With older generations looking to join their children, Australia’s quality healthcare systems and support for older people and those with disabilities are highly regarded.
Australia’s diverse population is also appealing, says Deloitte Private partner Peter Pagonis: “It makes it easier for people to come here. People are attracted because we’re already multicultural.”
Data from the latest census, conducted in 2016, shows that nearly half of Australia’s population was either born overseas or had one or both parents born overseas. One in five speak a language other than English at home.
What rich immigrants do in Australia
Wealthy migrants don’t consider immigration an end in itself.
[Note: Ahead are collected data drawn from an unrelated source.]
//! Bounded exponential-backoff retry for transient store failures.

use std::future::Future;
use std::time::Duration;

use tokio::time::sleep;
use tracing::{debug, warn};

/// Retry behavior for an operation that may hit a transient conflict.
#[derive(Debug, Clone, PartialEq)]
pub struct RetryConfig {
    /// Total attempts, including the first one. Values below 1 behave as 1.
    pub max_attempts: u32,
    /// Delay before the second attempt.
    pub initial_delay: Duration,
    /// Upper bound for any single delay.
    pub max_delay: Duration,
    /// Multiplier applied to the delay after each failed attempt.
    pub backoff_factor: f64,
}

impl Default for RetryConfig {
    fn default() -> Self {
        Self {
            max_attempts: 3,
            initial_delay: Duration::from_millis(50),
            max_delay: Duration::from_secs(1),
            backoff_factor: 2.0,
        }
    }
}

impl RetryConfig {
    /// Single attempt, no retries.
    pub fn none() -> Self {
        Self {
            max_attempts: 1,
            ..Self::default()
        }
    }

    fn next_delay(&self, current: Duration) -> Duration {
        let next = current.as_secs_f64() * self.backoff_factor;
        Duration::from_secs_f64(next.min(self.max_delay.as_secs_f64()).max(0.0))
    }
}

/// Run `operation`, retrying while `is_retryable` accepts the error and
/// attempts remain. The last error is returned unchanged.
pub async fn with_retry<F, Fut, T, E>(
    config: &RetryConfig,
    is_retryable: impl Fn(&E) -> bool,
    mut operation: F,
) -> Result<T, E>
where
    F: FnMut() -> Fut,
    Fut: Future<Output = Result<T, E>>,
    E: std::fmt::Display,
{
    let max_attempts = config.max_attempts.max(1);
    let mut delay = config.initial_delay.min(config.max_delay);
    let mut attempts = 0;

    loop {
        attempts += 1;

        match operation().await {
            Ok(result) => {
                if attempts > 1 {
                    debug!(attempts, "operation succeeded after retry");
                }
                return Ok(result);
            }
            Err(error) => {
                if attempts >= max_attempts || !is_retryable(&error) {
                    if attempts > 1 {
                        warn!(attempts, "operation failed after retries: {error}");
                    }
                    return Err(error);
                }

                warn!(attempts, ?delay, "attempt failed, retrying: {error}");
                sleep(delay).await;
                delay = config.next_delay(delay);
            }
        }
    }
}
Maximising the advantages of their new home is top of mind, says Pagonis.
“They’re thinking about the next generation and the opportunities that come about for that next generation … Australia is a young country, there are a lot of opportunities,” he says.
Australia has been the fastest-growing developed-world market over the past 20 years in terms of economic, wealth, income and property price growth, New World Wealth reported in its AfrAsia Bank Global Wealth Migration Review.
Personal wealth in Australia has risen by around 140 per cent during that time, compared with only 90 per cent growth in the US, New World Wealth reported.
Migrants see business opportunities in Australia and can bring expertise, innovative ideas, and a global network of contacts to benefit Australian enterprises.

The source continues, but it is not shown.